Your assignment
Where the data below has the string "async", return the whole line.

———

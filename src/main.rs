use axum::{
    Json, Router,
    http::{HeaderName, Request, Response, StatusCode, Uri},
    routing::get,
};
use tower::limit::ConcurrencyLimitLayer;
use tower_http::cors::CorsLayer;
use tower_http::limit::RequestBodyLimitLayer;
use tower_http::request_id::{MakeRequestUuid, PropagateRequestIdLayer, SetRequestIdLayer};
use tower_http::trace::TraceLayer;
use tracing_subscriber::{layer::SubscriberExt, util::SubscriberInitExt};

use std::{net::SocketAddr, time::Duration};

use sportzone_api::{
    config::AppConfig,
    db::{create_orm_conn, create_pool},
    response::{ApiResponse, Meta},
    routes::{create_api_router, doc::scalar_docs, health},
    state::AppState,
};

#[tokio::main]
async fn main() -> anyhow::Result<()> {
    dotenvy::dotenv().ok();
    tracing_subscriber::registry()
        .with(
            tracing_subscriber::EnvFilter::try_from_default_env()
                .unwrap_or_else(|_| "info,sportzone_api=debug".into()),
        )
        .with(tracing_subscriber::fmt::layer())
        .init();

    let config = AppConfig::from_env()?;
    let pool = create_pool(&config.database_url).await?;
    let orm = create_orm_conn(&config.database_url).await?;

    sqlx::migrate!("./migrations").run(&pool).await?;

    let state = AppState {
        pool,
        orm,
        pricing: config.pricing,
    };

    let api_router = create_api_router();
    let concurrency_limit_layer = ConcurrencyLimitLayer::new(100);

    let request_id_header = HeaderName::from_static("x-request-id");
    let trace_layer = TraceLayer::new_for_http()
        .make_span_with(|request: &Request<_>| {
            let request_id = request
                .headers()
                .get("x-request-id")
                .and_then(|value| value.to_str().ok())
                .unwrap_or("-");
            tracing::info_span!(
                "http_request",
                method = %request.method(),
                uri = %request.uri(),
                request_id = %request_id
            )
        })
        .on_request(|request: &Request<_>, _span: &tracing::Span| {
            let request_id = request
                .headers()
                .get("x-request-id")
                .and_then(|value| value.to_str().ok())
                .unwrap_or("-");
            tracing::info!(
                request_id = %request_id,
                method = %request.method(),
                uri = %request.uri(),
                "request started"
            );
        })
        .on_response(|response: &Response<_>, latency: Duration, _span: &tracing::Span| {
            tracing::info!(
                status = %response.status(),
                ms = %latency.as_millis(),
                "request finished"
            );
        });

    let app = Router::new()
        .route("/health", get(health::health_check))
        .nest("/api", api_router)
        .merge(scalar_docs())
        .fallback(not_found)
        .layer(trace_layer)
        .layer(PropagateRequestIdLayer::new(request_id_header.clone()))
        .layer(SetRequestIdLayer::new(request_id_header, MakeRequestUuid))
        .layer(RequestBodyLimitLayer::new(1024 * 1024))
        .layer(CorsLayer::permissive())
        .layer(concurrency_limit_layer)
        .with_state(state);

    let addr = SocketAddr::from((config.host.parse::<std::net::IpAddr>()?, config.port));
    tracing::info!("listening on {}", addr);

    axum::serve(tokio::net::TcpListener::bind(addr).await?, app).await?;

    Ok(())
}

async fn not_found(uri: Uri) -> (StatusCode, Json<ApiResponse<serde_json::Value>>) {
    let body = ApiResponse::<serde_json::Value> {
        success: false,
        message: format!("Route {} not found", uri.path()),
        data: None,
        meta: Some(Meta::empty()),
    };
    (StatusCode::NOT_FOUND, Json(body))
}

———

Completed task
async fn main() -> anyhow::Result<()> {
async fn not_found(uri: Uri) -> (StatusCode, Json<ApiResponse<serde_json::Value>>) {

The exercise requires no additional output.